Fig. 3.

MTH1 inhibition disrupts cell cycle and induces apoptosis in osteosarcoma cells. (a) HOS-MNNG and U2OS cells were treated with 100 nM or 500 nM (low dose) and 2 or 8 µM (high dose) TH1579 for 48 h, and the proportion of cells in subG1, G0–G1, S, G2–M was determined by propidium iodide staining and flow cytometry. (b-c) Tumour cells were treated with TH1579 at the indicated concentrations and apoptosis was evaluated by a caspase 3/7 assay and cleaved poly (ADP-ribose) polymerase (PARP) expression using western blotting. (d) U2OS cells were treated with 8 µM TH1579 for 24 h, and modified comet assay was performed to evaluate DNA damage (+/- OGG1).
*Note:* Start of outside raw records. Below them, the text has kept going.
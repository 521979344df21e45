use super::db::Db;
use crate::libs::{
    error::{Result, TaskError},
    identifier::generate_id,
    messages::Message,
    task::Task,
};
use chrono::NaiveDateTime;
use std::collections::HashSet;
use std::path::{Path, PathBuf};

/// In-memory task collection bound to its backing file.
///
/// Every mutating call rewrites the file before returning. The change is
/// built on a copy of the collection and only becomes visible once the write
/// succeeded, so a failed save leaves both the file and memory untouched.
#[derive(Debug)]
pub struct Tasks {
    db: Db,
    tasks: Vec<Task>,
}

impl Tasks {
    /// Loads the store at `path`; a missing file gives an empty store.
    pub fn open(path: impl Into<PathBuf>) -> Result<Tasks> {
        let db = Db::new(path);
        let tasks = db.read()?;
        Ok(Tasks { db, tasks })
    }

    pub fn path(&self) -> &Path {
        self.db.path()
    }

    /// Tasks in file order.
    pub fn all(&self) -> &[Task] {
        &self.tasks
    }

    pub fn len(&self) -> usize {
        self.tasks.len()
    }

    pub fn is_empty(&self) -> bool {
        self.tasks.is_empty()
    }

    pub fn contains(&self, id: &str) -> bool {
        self.tasks.iter().any(|task| task.id == id)
    }

    pub fn get(&self, id: &str) -> Option<&Task> {
        self.tasks.iter().find(|task| task.id == id)
    }

    /// Finds the task whose id starts with `prefix`.
    ///
    /// An exact id match always wins, even when that id is itself a prefix of
    /// other ids. Otherwise exactly one id must start with `prefix`.
    pub fn resolve(&self, prefix: &str) -> Result<&Task> {
        let prefix = prefix.trim();
        if prefix.is_empty() {
            return Err(TaskError::NotFound(prefix.to_string()));
        }
        if let Some(task) = self.get(prefix) {
            return Ok(task);
        }

        let matches: Vec<&Task> = self.tasks.iter().filter(|task| task.id.starts_with(prefix)).collect();
        match matches.as_slice() {
            [] => Err(TaskError::NotFound(prefix.to_string())),
            [task] => Ok(*task),
            _ => {
                let mut candidates: Vec<String> = matches.iter().map(|task| task.id.clone()).collect();
                candidates.sort();
                Err(TaskError::AmbiguousId {
                    prefix: prefix.to_string(),
                    candidates,
                })
            }
        }
    }

    /// A fresh id for a task created at `now`.
    pub fn next_id(&self, now: NaiveDateTime) -> String {
        generate_id(now, |id| self.contains(id))
    }

    pub fn insert(&mut self, task: Task) -> Result<()> {
        self.insert_many(vec![task])
    }

    /// Inserts several tasks with a single rewrite. Nothing is inserted if any id is taken.
    pub fn insert_many(&mut self, tasks: Vec<Task>) -> Result<()> {
        let mut next = self.tasks.clone();
        for task in tasks {
            task.validate()?;
            if next.iter().any(|existing| existing.id == task.id) {
                return Err(TaskError::StateConflict(Message::DuplicateTaskId(task.id)));
            }
            tracing::debug!(id = %task.id, "inserting task");
            next.push(task);
        }
        self.commit(next)
    }

    /// Replaces the stored task that has the same id.
    pub fn update(&mut self, task: Task) -> Result<()> {
        task.validate()?;
        let mut next = self.tasks.clone();
        let slot = next
            .iter_mut()
            .find(|existing| existing.id == task.id)
            .ok_or_else(|| TaskError::NotFound(task.id.clone()))?;
        tracing::debug!(id = %task.id, "updating task");
        *slot = task;
        self.commit(next)
    }

    /// Deletes the task with exactly this id and returns it.
    pub fn remove(&mut self, id: &str) -> Result<Task> {
        let mut next = self.tasks.clone();
        let index = next
            .iter()
            .position(|task| task.id == id)
            .ok_or_else(|| TaskError::NotFound(id.to_string()))?;
        let removed = next.remove(index);
        tracing::debug!(id = %removed.id, "removing task");
        self.commit(next)?;
        Ok(removed)
    }

    /// Swaps the whole collection for `tasks` with a single rewrite.
    pub fn replace_all(&mut self, tasks: Vec<Task>) -> Result<()> {
        let mut seen = HashSet::new();
        for task in &tasks {
            task.validate()?;
            if !seen.insert(task.id.as_str()) {
                return Err(TaskError::StateConflict(Message::DuplicateTaskId(task.id.clone())));
            }
        }
        tracing::debug!(count = tasks.len(), "replacing all tasks");
        self.commit(tasks)
    }

    fn commit(&mut self, next: Vec<Task>) -> Result<()> {
        self.db.write(&next)?;
        self.tasks = next;
        Ok(())
    }
}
The tail moment was calculated using FiJi and the Open comet plugin. (e) U2OS cells were treated with TH1579 at indicated concentrations for 24 h and 8-oxo-dG incorporation into DNA was evaluated by fluorescence using Alexa488-conjugated Avidin (scale bar 100 μm). (f) gH2AX expression was evaluated by western blot in U2OS cells, after 48 h of treatment with TH1579 at the indicated doses. Error bars show SD. Statistical significativity was assessed by Kruskal–Wallis or Anova. ** p < 0.01, ***p < 0.001.